__RECORDED INFORMATION__
// ---------------------------------------------------------------------------
// Tests
// ---------------------------------------------------------------------------

#[cfg(test)]
mod tests {
    use super::*;
    use crate::record::{ContractType, SeasonContract};
    use std::collections::BTreeMap;

    fn approx_eq(a: f64, b: f64, epsilon: f64) -> bool {
        (a - b).abs() < epsilon
    }

    fn contract(id: &str, pct: f64) -> SeasonContract {
        SeasonContract {
            gsis_id: id.into(),
            season: 2022,
            player_name: None,
            position: None,
            team: None,
            apy_cap_pct: pct,
            apy: None,
            value: None,
            guaranteed: None,
            years: 2,
            year_signed: 2021,
            contract_end_year: 2022,
            contract_type: ContractType::Veteran,
        }
    }

    fn player(id: &str, group: PositionGroup, pct: f64, stats: &[(&str, f64)]) -> PlayerSeason {
        PlayerSeason {
            pos_group: group,
            stats: stats.iter().map(|(k, v)| (k.to_string(), *v)).collect(),
            contract: Some(contract(id, pct)),
            has_salary: true,
            meets_snap_threshold: true,
            ..PlayerSeason::new(id, 2022)
        }
    }

    fn columns(names: &[&str]) -> BTreeSet<String> {
        names.iter().map(|s| s.to_string()).collect()
    }

    const WR_COLUMNS: &[&str] = &["receiving_yards", "receptions", "receiving_tds", "catch_rate"];

    fn config(min_group_size: usize) -> ScoringConfig {
        ScoringConfig {
            min_group_size,
            ..ScoringConfig::default()
        }
    }

    fn three_receivers() -> PlayerSeasonTable {
        PlayerSeasonTable::new(
            columns(WR_COLUMNS),
            vec![
                player("A", PositionGroup::WideReceiver, 0.01, &[("receiving_yards", 1200.0)]),
                player("B", PositionGroup::WideReceiver, 0.05, &[("receiving_yards", 800.0)]),
                player("C", PositionGroup::WideReceiver, 0.10, &[("receiving_yards", 400.0)]),
            ],
        )
    }

    #[test]
    fn cheap_productive_receiver_scores_highest() {
        let scored =
            score_players(&three_receivers(), &WeightTable::builtin(), &config(3)).unwrap();
        assert_eq!(scored.scored_groups, vec![PositionGroup::WideReceiver]);
        let salary: Vec<f64> = scored.rows.iter().map(|r| r.salary_zscore.unwrap()).collect();
        assert!(approx_eq(salary[0], -0.961, 1e-3));
        assert!(approx_eq(salary[1], -0.074, 1e-3));
        assert!(approx_eq(salary[2], 1.035, 1e-3));

        // Only yards varies enough to score; the other stats contribute 0.
        let perf: Vec<f64> = scored.rows.iter().map(|r| r.performance_zscore.unwrap()).collect();
        assert!(approx_eq(perf[0], 0.3, 1e-9));
        assert!(approx_eq(perf[1], 0.0, 1e-9));
        assert!(approx_eq(perf[2], -0.3, 1e-9));

        let best = top_bargains(&scored, None, 1);
        assert_eq!(best[0].record.player_id, "A");
        for r in &scored.rows {
            let v = r.value_score.unwrap();
            assert!(approx_eq(v, r.performance_zscore.unwrap() - r.salary_zscore.unwrap(), 1e-12));
            assert_eq!(r.is_bargain, v > 2.0);
            assert_eq!(r.is_overpaid, v < -2.0);
        }
        assert_eq!(scored.rows[0].value_percentile, Some(100.0));
    }

    #[test]
    fn small_groups_are_excluded() {
        let scored =
            score_players(&three_receivers(), &WeightTable::builtin(), &config(5)).unwrap();
        assert!(scored.scored_groups.is_empty());
        assert_eq!(scored.len(), 3);
        assert!(scored
            .rows
            .iter()
            .all(|r| r.value_score.is_none() && !r.is_bargain && !r.is_overpaid));
    }

    fn mixed_table() -> PlayerSeasonTable {
        let mut rows = Vec::new();
        let receivers = [
            (1300.0, 0.02),
            (950.0, 0.06),
            (400.0, 0.11),
            (720.0, 0.03),
            (1010.0, 0.09),
        ];
        for (i, (yards, pct)) in receivers.iter().enumerate() {
            rows.push(player(
                &format!("WR{i}"),
                PositionGroup::WideReceiver,
                *pct,
                &[("receiving_yards", *yards), ("receptions", yards / 12.0)],
            ));
        }
        // Two tight ends: below the floor, dropped from output.
        rows.push(player("TE0", PositionGroup::TightEnd, 0.04, &[("receiving_yards", 600.0)]));
        rows.push(player("TE1", PositionGroup::TightEnd, 0.05, &[("receiving_yards", 500.0)]));
        let linemen = [
            (1100.0, 0.01),
            (980.0, 0.07),
            (1020.0, 0.03),
            (600.0, 0.08),
            (1060.0, 0.05),
        ];
        for (i, (snaps, pct)) in linemen.iter().enumerate() {
            let mut rec = player(&format!("OL{i}"), PositionGroup::OffensiveLine, *pct, &[]);
            rec.games_played = 17 - i as u32;
            rec.snaps = Some(crate::record::SeasonSnaps {
                offense: *snaps,
                defense: 0.0,
                special_teams: 0.0,
                total: *snaps,
                games: 17,
            });
            rows.push(rec);
        }
        // Punters have no weights.
        for i in 0..5 {
            rows.push(player(&format!("P{i}"), PositionGroup::Punter, 0.01 * (i + 1) as f64, &[]));
        }
        // Linemen and punters ahead of receivers in the input.
        rows.rotate_right(10);
        PlayerSeasonTable::new(columns(WR_COLUMNS), rows)
    }

    fn score_defaults(table: &PlayerSeasonTable) -> ScoredTable {
        score_players(table, &WeightTable::builtin(), &ScoringConfig::default()).unwrap()
    }

    #[test]
    fn groups_follow_position_order_and_keep_input_order() {
        let scored = score_defaults(&mixed_table());
        assert_eq!(
            scored.scored_groups,
            vec![PositionGroup::WideReceiver, PositionGroup::OffensiveLine]
        );
        let ids: Vec<&str> = scored.rows.iter().map(|r| r.record.player_id.as_str()).collect();
        assert_eq!(
            ids,
            vec!["WR0", "WR1", "WR2", "WR3", "WR4", "OL0", "OL1", "OL2", "OL3", "OL4"]
        );
    }

    #[test]
    fn parallel_and_sequential_agree() {
        let table = mixed_table();
        let weights = WeightTable::builtin();
        let parallel = score_players(&table, &weights, &ScoringConfig::default()).unwrap();
        let sequential = score_players(
            &table,
            &weights,
            &ScoringConfig {
                parallel: false,
                ..ScoringConfig::default()
            },
        )
        .unwrap();
        assert_eq!(parallel, sequential);
    }

    #[test]
    fn value_identity_flags_and_percentiles_hold() {
        let scored = score_defaults(&mixed_table());
        let mut by_group: BTreeMap<PositionGroup, Vec<&ScoredPlayerSeason>> = BTreeMap::new();
        for r in &scored.rows {
            let v = r.value_score.unwrap();
            assert!(approx_eq(v, r.performance_zscore.unwrap() - r.salary_zscore.unwrap(), 1e-12));
            assert!(!(r.is_bargain && r.is_overpaid));
            let p = r.value_percentile.unwrap();
            assert!(p > 0.0 && p <= 100.0);
            by_group.entry(r.pos_group()).or_default().push(r);
        }
        for rows in by_group.values() {
            for a in rows {
                for b in rows {
                    if a.value_score.unwrap() < b.value_score.unwrap() {
                        assert!(a.value_percentile.unwrap() <= b.value_percentile.unwrap());
                    }
                }
            }
        }
    }

    #[test]
    fn constant_stat_contributes_zero() {
        let rows = (0..5)
            .map(|i| {
                player(
                    &format!("WR{i}"),
                    PositionGroup::WideReceiver,
                    0.02 + 0.01 * i as f64,
                    &[("catch_rate", 65.0), ("receiving_yards", 500.0 + 100.0 * i as f64)],
                )
            })
            .collect();
        let table = PlayerSeasonTable::new(columns(&["catch_rate", "receiving_yards"]), rows);
        let weights = WeightTable::new(
            "test",
            [(
                PositionGroup::WideReceiver,
                [("catch_rate".to_string(), 0.5), ("receiving_yards".to_string(), 0.5)]
                    .into_iter()
                    .collect(),
            )]
            .into_iter()
            .collect(),
        );
        let scored = score_players(&table, &weights, &ScoringConfig::default()).unwrap();
        let yards_only = zscore_within_group(
            &table.rows.iter().map(|r| r.stat("receiving_yards")).collect::<Vec<_>>(),
            3,
        );
        for (r, z) in scored.rows.iter().zip(yards_only) {
            // Half the weight sits on a zero z-score.
            assert!(approx_eq(r.performance_zscore.unwrap(), z.unwrap() * 0.5, 1e-12));
        }
    }

    fn yards_and_receptions_weights() -> WeightTable {
        WeightTable::new(
            "test",
            [(
                PositionGroup::WideReceiver,
                [("receiving_yards".to_string(), 0.75), ("receptions".to_string(), 0.25)]
                    .into_iter()
                    .collect(),
            )]
            .into_iter()
            .collect(),
        )
    }

    fn five_receivers() -> Vec<PlayerSeason> {
        (0..5)
            .map(|i| {
                player(
                    &format!("WR{i}"),
                    PositionGroup::WideReceiver,
                    0.02 + 0.01 * i as f64,
                    &[
                        ("receiving_yards", 400.0 + 200.0 * i as f64),
                        ("receptions", 30.0 + 5.0 * (i * i) as f64),
                    ],
                )
            })
            .collect()
    }

    #[test]
    fn null_weighted_stat_leaves_member_unscored() {
        let mut rows = five_receivers();
        rows[0].stats.remove("receptions");
        let table = PlayerSeasonTable::new(columns(&["receiving_yards", "receptions"]), rows);
        let weights = yards_and_receptions_weights();
        let scored = score_players(&table, &weights, &ScoringConfig::default()).unwrap();

        let w0 = &scored.rows[0];
        assert_eq!(w0.performance_zscore, None);
        assert!(w0.salary_zscore.is_some());
        assert_eq!(w0.value_score, None);
        assert_eq!(w0.value_percentile, None);
        assert!(!w0.is_bargain && !w0.is_overpaid);

        // The others divide by the full weight of both columns.
        let yards = zscore_within_group(
            &table.rows.iter().map(|r| r.stat("receiving_yards")).collect::<Vec<_>>(),
            3,
        );
        let catches = zscore_within_group(
            &table.rows.iter().map(|r| r.stat("receptions")).collect::<Vec<_>>(),
            3,
        );
        for i in 1..5 {
            let expected = yards[i].unwrap() * 0.75 + catches[i].unwrap() * 0.25;
            assert!(approx_eq(scored.rows[i].performance_zscore.unwrap(), expected, 1e-12));
        }
        let top = scored.rows[1..].iter().filter(|r| r.value_percentile == Some(100.0));
        assert_eq!(top.count(), 1);
        assert!(top_bargains(&scored, None, 5).iter().all(|r| r.record.player_id != "WR0"));
    }

    #[test]
    fn rescaling_a_stat_keeps_performance() {
        let table =
            PlayerSeasonTable::new(columns(&["receiving_yards", "receptions"]), five_receivers());
        let mut rescaled = table.clone();
        for rec in &mut rescaled.rows {
            if let Some(y) = rec.stats.get_mut("receiving_yards") {
                *y *= 0.9144;
            }
        }
        let weights = yards_and_receptions_weights();
        let before = score_players(&table, &weights, &ScoringConfig::default()).unwrap();
        let after = score_players(&rescaled, &weights, &ScoringConfig::default()).unwrap();
        for (a, b) in before.rows.iter().zip(&after.rows) {
            assert!(approx_eq(a.performance_zscore.unwrap(), b.performance_zscore.unwrap(), 1e-9));
            assert!(approx_eq(a.value_score.unwrap(), b.value_score.unwrap(), 1e-9));
        }
    }

    #[test]
    fn missing_column_is_skipped_not_zeroed() {
        let rows = (0..5)
            .map(|i| {
                player(
                    &format!("WR{i}"),
                    PositionGroup::WideReceiver,
                    0.02 + 0.01 * i as f64,
                    &[("receiving_yards", 500.0 + 90.0 * i as f64)],
                )
            })
            .collect();
        let table = PlayerSeasonTable::new(columns(&["receiving_yards"]), rows);
        let scored = score_defaults(&table);
        let yards = zscore_within_group(
            &table.rows.iter().map(|r| r.stat("receiving_yards")).collect::<Vec<_>>(),
            3,
        );
        for (r, z) in scored.rows.iter().zip(yards) {
            assert!(approx_eq(r.performance_zscore.unwrap(), z.unwrap(), 1e-12));
        }
    }

    #[test]
    fn inverted_stats_flip_sign() {
        let mut table = PlayerSeasonTable::new(
            columns(&["int_rate", "rushing_fumbles"]),
            vec![
                player(
                    "QB1",
                    PositionGroup::Quarterback,
                    0.1,
                    &[("int_rate", 2.5), ("rushing_fumbles", 3.0)],
                ),
                player("QB2", PositionGroup::Quarterback, 0.1, &[]),
            ],
        );
        prepare_inverted_stats(&mut table);
        assert!(table.has_column("int_rate_inv"));
        assert!(table.has_column("fumbles_inv"));
        assert_eq!(table.rows[0].stat("int_rate_inv"), Some(-2.5));
        assert_eq!(table.rows[0].stat("fumbles_inv"), Some(-3.0));
        assert_eq!(table.rows[1].stat("int_rate_inv"), None);
        assert_eq!(table.rows[1].stat("fumbles_inv"), Some(0.0));

        let mut bare = PlayerSeasonTable::new(
            BTreeSet::new(),
            vec![player("X", PositionGroup::Quarterback, 0.1, &[])],
        );
        prepare_inverted_stats(&mut bare);
        assert!(!bare.has_column("int_rate_inv"));
        assert!(bare.rows[0].stats.is_empty());
    }

    #[test]
    fn invalid_weights_are_rejected() {
        let weights = WeightTable::new(
            "bad",
            [(
                PositionGroup::WideReceiver,
                [("receiving_yards".to_string(), -1.0)].into_iter().collect(),
            )]
            .into_iter()
            .collect(),
        );
        let err = score_players(&three_receivers(), &weights, &config(3)).unwrap_err();
        assert!(matches!(err, ScoringError::InvalidWeights(WeightError::InvalidWeight { .. })));
    }

    #[test]
    fn query_helpers_filter_and_order() {
        let scored = score_defaults(&mixed_table());
        let top = top_bargains(&scored, Some(PositionGroup::OffensiveLine), 3);
        assert_eq!(top.len(), 3);
        assert!(top.iter().all(|r| r.pos_group() == PositionGroup::OffensiveLine));
        assert!(top.windows(2).all(|w| w[0].value_score >= w[1].value_score));

        let worst = top_overpaid(&scored, None, 100);
        assert_eq!(worst.len(), 10);
        assert!(worst.windows(2).all(|w| w[0].value_score <= w[1].value_score));
        assert!(top_bargains(&scored, Some(PositionGroup::Punter), 5).is_empty());
    }

    #[test]
    fn summary_counts_groups() {
        let scored = score_defaults(&mixed_table());
        let summary = group_summary(&scored);
        assert_eq!(summary.len(), 2);
        assert_eq!(summary[0].pos_group, PositionGroup::WideReceiver);
        assert_eq!(summary[0].players, 5);
        // z-scores are centered, so their differences average to ~0.
        assert!(approx_eq(summary[0].mean_value_score.unwrap(), 0.0, 1e-9));
        assert!(approx_eq(summary[1].mean_apy_cap_pct.unwrap(), 0.048, 1e-12));
    }
}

__EXERCISE PROMPT__
Once the line with "rec.snaps = Some(crate::record::SeasonSnaps" is found in the records above, print exactly that line and every line after it through the line with "fn score_defaults(table: &PlayerSeasonTable)".

__ANSWER TO THIS EXERCISE__
            rec.snaps = Some(crate::record::SeasonSnaps {
                offense: *snaps,
                defense: 0.0,
                special_teams: 0.0,
                total: *snaps,
                games: 17,
            });
            rows.push(rec);
        }
        // Punters have no weights.
        for i in 0..5 {
            rows.push(player(&format!("P{i}"), PositionGroup::Punter, 0.01 * (i + 1) as f64, &[]));
        }
        // Linemen and punters ahead of receivers in the input.
        rows.rotate_right(10);
        PlayerSeasonTable::new(columns(WR_COLUMNS), rows)
    }

    fn score_defaults(table: &PlayerSeasonTable) -> ScoredTable {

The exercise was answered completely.